(Records from a collection)

* * * * *

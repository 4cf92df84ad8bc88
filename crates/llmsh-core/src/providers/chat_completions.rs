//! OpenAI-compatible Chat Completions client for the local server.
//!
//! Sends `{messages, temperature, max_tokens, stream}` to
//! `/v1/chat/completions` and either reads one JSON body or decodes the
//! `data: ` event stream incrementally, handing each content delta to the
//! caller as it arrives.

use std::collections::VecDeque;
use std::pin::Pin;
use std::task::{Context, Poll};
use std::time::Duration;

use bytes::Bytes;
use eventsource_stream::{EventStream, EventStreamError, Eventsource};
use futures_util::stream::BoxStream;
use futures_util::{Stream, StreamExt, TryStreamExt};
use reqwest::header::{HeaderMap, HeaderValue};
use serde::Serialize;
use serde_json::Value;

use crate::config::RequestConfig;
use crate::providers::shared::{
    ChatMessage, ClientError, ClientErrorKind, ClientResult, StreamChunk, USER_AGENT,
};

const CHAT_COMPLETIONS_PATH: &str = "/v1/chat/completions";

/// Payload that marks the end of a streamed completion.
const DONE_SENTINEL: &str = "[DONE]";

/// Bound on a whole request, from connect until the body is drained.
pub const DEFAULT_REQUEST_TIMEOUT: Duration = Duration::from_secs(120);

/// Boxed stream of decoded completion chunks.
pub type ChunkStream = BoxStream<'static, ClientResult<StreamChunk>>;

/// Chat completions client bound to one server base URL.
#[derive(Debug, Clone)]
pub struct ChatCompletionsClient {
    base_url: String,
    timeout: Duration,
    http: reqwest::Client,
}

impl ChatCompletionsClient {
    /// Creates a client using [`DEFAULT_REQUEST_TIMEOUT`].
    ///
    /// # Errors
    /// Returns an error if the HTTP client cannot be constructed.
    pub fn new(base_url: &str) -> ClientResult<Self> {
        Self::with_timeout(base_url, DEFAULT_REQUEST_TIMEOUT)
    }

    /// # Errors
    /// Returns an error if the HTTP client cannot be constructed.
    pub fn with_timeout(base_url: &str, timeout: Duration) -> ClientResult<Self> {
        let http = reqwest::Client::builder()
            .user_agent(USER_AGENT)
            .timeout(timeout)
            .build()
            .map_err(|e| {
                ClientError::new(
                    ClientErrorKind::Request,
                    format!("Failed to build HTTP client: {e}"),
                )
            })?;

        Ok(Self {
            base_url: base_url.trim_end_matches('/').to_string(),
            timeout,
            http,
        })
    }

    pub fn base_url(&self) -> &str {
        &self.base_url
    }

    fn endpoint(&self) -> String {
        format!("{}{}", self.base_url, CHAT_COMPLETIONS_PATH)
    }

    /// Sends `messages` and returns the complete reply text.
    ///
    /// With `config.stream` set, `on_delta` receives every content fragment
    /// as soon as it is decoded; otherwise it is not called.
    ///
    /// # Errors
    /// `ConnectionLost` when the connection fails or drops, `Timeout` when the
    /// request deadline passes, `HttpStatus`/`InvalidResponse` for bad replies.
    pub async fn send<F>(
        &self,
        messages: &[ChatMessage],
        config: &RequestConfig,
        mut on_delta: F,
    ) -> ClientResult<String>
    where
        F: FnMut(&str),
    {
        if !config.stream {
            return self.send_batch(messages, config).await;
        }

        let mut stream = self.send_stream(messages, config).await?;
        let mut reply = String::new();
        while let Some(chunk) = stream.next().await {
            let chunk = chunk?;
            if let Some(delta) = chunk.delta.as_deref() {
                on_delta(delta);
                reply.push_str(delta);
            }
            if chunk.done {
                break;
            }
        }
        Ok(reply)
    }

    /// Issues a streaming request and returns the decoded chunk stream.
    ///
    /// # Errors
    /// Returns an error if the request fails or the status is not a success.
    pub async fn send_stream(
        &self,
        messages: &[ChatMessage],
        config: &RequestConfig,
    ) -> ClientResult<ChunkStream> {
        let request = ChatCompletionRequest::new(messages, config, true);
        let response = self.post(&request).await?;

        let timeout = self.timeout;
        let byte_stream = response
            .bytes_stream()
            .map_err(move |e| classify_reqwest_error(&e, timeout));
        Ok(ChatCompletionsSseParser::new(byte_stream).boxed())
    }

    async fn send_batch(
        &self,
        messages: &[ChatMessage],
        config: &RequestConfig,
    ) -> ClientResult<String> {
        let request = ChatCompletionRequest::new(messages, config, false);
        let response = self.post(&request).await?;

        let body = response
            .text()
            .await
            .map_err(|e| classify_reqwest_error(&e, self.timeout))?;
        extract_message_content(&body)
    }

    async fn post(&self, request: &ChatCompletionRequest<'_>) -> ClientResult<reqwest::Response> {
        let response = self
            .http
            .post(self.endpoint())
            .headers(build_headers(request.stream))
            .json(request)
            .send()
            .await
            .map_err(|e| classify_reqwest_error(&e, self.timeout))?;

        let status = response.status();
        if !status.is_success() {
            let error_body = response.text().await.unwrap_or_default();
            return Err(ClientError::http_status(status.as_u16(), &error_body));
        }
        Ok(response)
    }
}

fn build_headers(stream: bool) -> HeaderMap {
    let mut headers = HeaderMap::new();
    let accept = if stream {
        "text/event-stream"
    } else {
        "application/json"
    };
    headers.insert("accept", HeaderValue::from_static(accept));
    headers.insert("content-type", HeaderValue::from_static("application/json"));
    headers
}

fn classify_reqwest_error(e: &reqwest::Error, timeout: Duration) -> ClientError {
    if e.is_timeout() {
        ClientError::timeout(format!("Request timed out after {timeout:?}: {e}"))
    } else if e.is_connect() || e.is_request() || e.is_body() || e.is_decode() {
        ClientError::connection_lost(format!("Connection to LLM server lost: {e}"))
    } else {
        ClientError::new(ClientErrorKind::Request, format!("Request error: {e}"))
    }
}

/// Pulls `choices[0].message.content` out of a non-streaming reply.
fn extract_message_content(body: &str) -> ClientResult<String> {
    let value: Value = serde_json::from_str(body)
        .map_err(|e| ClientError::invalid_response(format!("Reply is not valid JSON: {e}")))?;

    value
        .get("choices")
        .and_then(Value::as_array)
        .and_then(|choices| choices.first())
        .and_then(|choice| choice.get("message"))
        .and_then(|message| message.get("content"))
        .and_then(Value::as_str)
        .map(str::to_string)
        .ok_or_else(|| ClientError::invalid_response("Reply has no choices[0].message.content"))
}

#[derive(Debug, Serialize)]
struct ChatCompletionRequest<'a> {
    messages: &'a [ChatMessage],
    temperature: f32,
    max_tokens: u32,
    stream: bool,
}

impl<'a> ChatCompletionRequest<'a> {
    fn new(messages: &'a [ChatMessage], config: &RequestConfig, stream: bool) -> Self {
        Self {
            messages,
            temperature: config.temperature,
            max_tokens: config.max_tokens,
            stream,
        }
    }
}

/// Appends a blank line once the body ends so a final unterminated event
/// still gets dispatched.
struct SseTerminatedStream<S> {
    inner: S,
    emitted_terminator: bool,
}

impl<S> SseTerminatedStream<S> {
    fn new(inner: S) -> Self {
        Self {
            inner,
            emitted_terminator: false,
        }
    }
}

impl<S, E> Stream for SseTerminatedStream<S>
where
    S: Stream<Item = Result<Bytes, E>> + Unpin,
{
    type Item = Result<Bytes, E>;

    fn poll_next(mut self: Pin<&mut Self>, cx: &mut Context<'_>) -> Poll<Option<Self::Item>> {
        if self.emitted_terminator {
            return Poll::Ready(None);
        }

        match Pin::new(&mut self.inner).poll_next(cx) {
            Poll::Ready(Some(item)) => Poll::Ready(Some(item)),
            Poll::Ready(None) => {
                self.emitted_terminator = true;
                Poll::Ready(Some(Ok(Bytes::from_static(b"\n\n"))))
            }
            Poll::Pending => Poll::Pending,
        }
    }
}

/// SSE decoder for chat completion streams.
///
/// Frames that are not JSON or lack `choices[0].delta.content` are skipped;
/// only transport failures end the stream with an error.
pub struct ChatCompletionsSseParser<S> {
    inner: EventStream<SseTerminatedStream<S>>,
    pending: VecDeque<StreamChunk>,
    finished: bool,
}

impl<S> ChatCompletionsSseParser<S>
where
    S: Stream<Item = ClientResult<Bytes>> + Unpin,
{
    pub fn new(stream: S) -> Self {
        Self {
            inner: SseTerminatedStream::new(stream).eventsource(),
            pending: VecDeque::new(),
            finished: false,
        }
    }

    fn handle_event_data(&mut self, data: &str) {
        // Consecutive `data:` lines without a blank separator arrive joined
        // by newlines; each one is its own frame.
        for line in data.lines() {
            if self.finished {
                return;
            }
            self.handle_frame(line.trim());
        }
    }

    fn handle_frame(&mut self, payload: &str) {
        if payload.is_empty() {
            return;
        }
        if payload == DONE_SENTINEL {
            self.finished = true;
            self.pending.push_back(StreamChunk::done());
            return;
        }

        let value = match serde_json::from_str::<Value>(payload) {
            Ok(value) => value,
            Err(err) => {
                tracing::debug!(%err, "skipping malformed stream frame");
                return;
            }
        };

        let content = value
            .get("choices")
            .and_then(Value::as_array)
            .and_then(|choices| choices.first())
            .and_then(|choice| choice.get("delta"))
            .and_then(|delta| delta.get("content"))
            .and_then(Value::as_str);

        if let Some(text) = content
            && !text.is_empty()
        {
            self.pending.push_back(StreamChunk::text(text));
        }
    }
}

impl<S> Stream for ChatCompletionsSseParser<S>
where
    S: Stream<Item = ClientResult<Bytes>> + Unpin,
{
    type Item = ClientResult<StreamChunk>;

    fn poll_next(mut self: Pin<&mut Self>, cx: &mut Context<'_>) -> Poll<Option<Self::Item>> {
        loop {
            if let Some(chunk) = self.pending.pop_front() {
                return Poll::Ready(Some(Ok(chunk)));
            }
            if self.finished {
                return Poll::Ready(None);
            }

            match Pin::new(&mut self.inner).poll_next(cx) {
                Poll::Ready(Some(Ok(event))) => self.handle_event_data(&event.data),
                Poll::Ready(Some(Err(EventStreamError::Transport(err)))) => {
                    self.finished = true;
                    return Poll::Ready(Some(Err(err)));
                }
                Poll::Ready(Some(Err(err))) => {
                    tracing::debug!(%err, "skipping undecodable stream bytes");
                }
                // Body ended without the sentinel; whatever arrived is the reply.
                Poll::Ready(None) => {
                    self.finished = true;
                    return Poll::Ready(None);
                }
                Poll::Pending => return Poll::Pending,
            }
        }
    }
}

* * * * *

# Work required
From the opening line of the data above, please print each line as written up to and including the line that contains "body is drained.", and nothing more.

# Answer area
repository 4cf92df84ad8bc88
filename crates/llmsh-core/src/providers/chat_completions.rs
//! OpenAI-compatible Chat Completions client for the local server.
//!
//! Sends `{messages, temperature, max_tokens, stream}` to
//! `/v1/chat/completions` and either reads one JSON body or decodes the
//! `data: ` event stream incrementally, handing each content delta to the
//! caller as it arrives.

use std::collections::VecDeque;
use std::pin::Pin;
use std::task::{Context, Poll};
use std::time::Duration;

use bytes::Bytes;
use eventsource_stream::{EventStream, EventStreamError, Eventsource};
use futures_util::stream::BoxStream;
use futures_util::{Stream, StreamExt, TryStreamExt};
use reqwest::header::{HeaderMap, HeaderValue};
use serde::Serialize;
use serde_json::Value;

use crate::config::RequestConfig;
use crate::providers::shared::{
    ChatMessage, ClientError, ClientErrorKind, ClientResult, StreamChunk, USER_AGENT,
};

const CHAT_COMPLETIONS_PATH: &str = "/v1/chat/completions";

/// Payload that marks the end of a streamed completion.
const DONE_SENTINEL: &str = "[DONE]";

/// Bound on a whole request, from connect until the body is drained.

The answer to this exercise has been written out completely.